------ Listed records ------

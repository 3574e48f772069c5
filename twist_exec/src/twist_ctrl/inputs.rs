//! Input store for TwistCtrl
//!
//! Commands, vehicle reports and the enable signal arrive independently of
//! the control cycle. Each is written into the store as soon as it arrives,
//! overwriting the previous value, and the control cycle takes a single
//! snapshot of everything at its start.
//!
//! The store can be shared between threads (for example behind an `Arc`), each
//! group of fields being guarded separately.

// ---------------------------------------------------------------------------
// IMPORTS
// ---------------------------------------------------------------------------

// External
use log::trace;
use std::sync::{
    atomic::{AtomicBool, Ordering},
    Mutex, MutexGuard, PoisonError
};

// Internal
use super::{ActualState, CommandState, Params};
use crate::lpf::LowPassFilter;

// ---------------------------------------------------------------------------
// DATA STRUCTURES
// ---------------------------------------------------------------------------

/// Shared, last-value-wins storage for everything TwistCtrl reads.
#[derive(Debug)]
pub struct InputStore {
    cmd: Mutex<CommandState>,
    feedback: Mutex<Feedback>,
    enabled: AtomicBool,
}

/// Vehicle feedback, including the filters which run as reports arrive.
#[derive(Debug, Clone)]
struct Feedback {
    actual: ActualState,

    /// Previous speed report, `None` until the first report.
    prev_speed_ms: Option<f64>,

    /// Units: seconds
    speed_report_period_s: f64,

    accel_lpf: LowPassFilter,
    fuel_lpf: LowPassFilter,
}

/// Snapshot of the input store taken at the start of a cycle.
#[derive(Clone, Copy, Debug, Default)]
pub struct InputData {
    /// Time of the cycle.
    ///
    /// Units: seconds
    pub now_s: f64,

    pub cmd: CommandState,

    pub actual: ActualState,

    pub enabled: bool,

    /// Filtered fuel level, 0 if no report has been received.
    ///
    /// Units: percent
    pub fuel_level_pct: f64,

    /// Filtered measured acceleration.
    ///
    /// Units: meters/second^2
    pub filtered_accel_mss: f64,
}

// ---------------------------------------------------------------------------
// IMPLEMENTATIONS
// ---------------------------------------------------------------------------

impl InputStore {

    /// Create a new store. The system starts disabled with no command.
    pub fn new(params: &Params, accel_tau_s: f64) -> Self {
        Self {
            cmd: Mutex::new(CommandState::default()),
            feedback: Mutex::new(Feedback {
                actual: ActualState::default(),
                prev_speed_ms: None,
                speed_report_period_s: params.speed_report_period_s,
                accel_lpf: LowPassFilter::new(
                    accel_tau_s, params.speed_report_period_s
                ),
                fuel_lpf: LowPassFilter::new(
                    params.fuel_filter_tau_s, params.fuel_report_period_s
                ),
            }),
            enabled: AtomicBool::new(false),
        }
    }

    /// Replace the current command.
    pub fn set_command(&self, cmd: CommandState) {
        *lock(&self.cmd) = cmd;
    }

    /// Record a new speed measurement.
    ///
    /// The acceleration is estimated by differentiating successive reports
    /// over the report period and filtering the result.
    pub fn set_speed(&self, speed_ms: f64) {
        let mut fb = lock(&self.feedback);

        if let Some(prev_speed_ms) = fb.prev_speed_ms {
            let raw_accel_mss = (speed_ms - prev_speed_ms) / fb.speed_report_period_s;
            let accel_mss = fb.accel_lpf.filter(raw_accel_mss);
            trace!("Filtered acceleration: {:.4} m/s^2", accel_mss);
        }

        fb.prev_speed_ms = Some(speed_ms);
        fb.actual.linear_ms = speed_ms;
    }

    /// Record a new yaw rate measurement.
    pub fn set_yaw_rate(&self, yaw_rate_rads: f64) {
        lock(&self.feedback).actual.angular_rads = yaw_rate_rads;
    }

    /// Record a new fuel level measurement.
    pub fn set_fuel_level(&self, fuel_level_pct: f64) {
        lock(&self.feedback).fuel_lpf.filter(fuel_level_pct);
    }

    pub fn set_enabled(&self, enabled: bool) {
        self.enabled.store(enabled, Ordering::SeqCst);
    }

    /// Change the time constant of the measured acceleration filter, keeping
    /// its current value.
    pub fn set_accel_tau(&self, accel_tau_s: f64) {
        let mut fb = lock(&self.feedback);
        let period_s = fb.speed_report_period_s;
        fb.accel_lpf.set_params(accel_tau_s, period_s);
    }

    /// Take a consistent copy of all inputs for the cycle at `now_s`.
    pub fn snapshot(&self, now_s: f64) -> InputData {
        let cmd = *lock(&self.cmd);
        let (actual, fuel_level_pct, filtered_accel_mss) = {
            let fb = lock(&self.feedback);
            (fb.actual, fb.fuel_lpf.get(), fb.accel_lpf.get())
        };

        InputData {
            now_s,
            cmd,
            actual,
            enabled: self.enabled.load(Ordering::SeqCst),
            fuel_level_pct,
            filtered_accel_mss,
        }
    }
}

// ---------------------------------------------------------------------------
// PRIVATE FUNCTIONS
// ---------------------------------------------------------------------------

/// Lock a mutex, recovering the data if another writer panicked. All guarded
/// values are plain data which is overwritten by the next update anyway.
fn lock<T>(mutex: &Mutex<T>) -> MutexGuard<'_, T> {
    mutex.lock().unwrap_or_else(PoisonError::into_inner)
}

#[cfg(test)]
mod test {
    use super::*;
    use comms_if::dbw::Twist;
    use std::sync::Arc;
    use std::thread;

    fn store() -> InputStore {
        InputStore::new(&Params::default(), 0.5)
    }

    #[test]
    fn test_defaults() {
        let inputs = store().snapshot(1.0);

        assert_eq!(inputs.now_s, 1.0);
        assert!(!inputs.enabled);
        assert_eq!(inputs.cmd.stamp_s, None);
        assert_eq!(inputs.fuel_level_pct, 0.0);
        assert_eq!(inputs.filtered_accel_mss, 0.0);
    }

    #[test]
    fn test_first_speed_report_seeds_acceleration() {
        let store = store();

        store.set_speed(5.0);
        let inputs = store.snapshot(0.0);
        assert_eq!(inputs.actual.linear_ms, 5.0);
        assert_eq!(inputs.filtered_accel_mss, 0.0);

        // 0.02 m/s over one 0.02 s report period, which is taken directly as
        // the first acceleration sample
        store.set_speed(5.02);
        let inputs = store.snapshot(0.0);
        assert!((inputs.filtered_accel_mss - 1.0).abs() < 1e-9);
    }

    #[test]
    fn test_fields_update_independently() {
        let store = store();

        store.set_yaw_rate(0.3);
        store.set_speed(2.0);
        store.set_fuel_level(40.0);
        store.set_fuel_level(60.0);

        let inputs = store.snapshot(0.0);
        assert_eq!(inputs.actual.angular_rads, 0.3);
        assert_eq!(inputs.actual.linear_ms, 2.0);
        assert!(inputs.fuel_level_pct > 40.0 && inputs.fuel_level_pct < 60.0);
    }

    #[test]
    fn test_command_overwrite() {
        let store = store();

        store.set_command(CommandState::from_twist(
            Twist { linear_ms: 1.0, angular_rads: 0.0 }, 1.0
        ));
        store.set_command(CommandState::from_twist(
            Twist { linear_ms: 2.0, angular_rads: 0.1 }, 2.0
        ));

        let inputs = store.snapshot(2.0);
        assert_eq!(inputs.cmd.twist.linear_ms, 2.0);
        assert_eq!(inputs.cmd.stamp_s, Some(2.0));
    }

    #[test]
    fn test_shared_between_threads() {
        let store = Arc::new(store());

        let writer = {
            let store = store.clone();
            thread::spawn(move || {
                for i in 0..100 {
                    store.set_speed(i as f64);
                }
                store.set_enabled(true);
            })
        };

        writer.join().unwrap();

        let inputs = store.snapshot(0.0);
        assert!(inputs.enabled);
        assert_eq!(inputs.actual.linear_ms, 99.0);
    }
}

------

Work order> Where a line in the records above contains the string "SeqCst", return that line.

Solution>
        self.enabled.store(enabled, Ordering::SeqCst);
            enabled: self.enabled.load(Ordering::SeqCst),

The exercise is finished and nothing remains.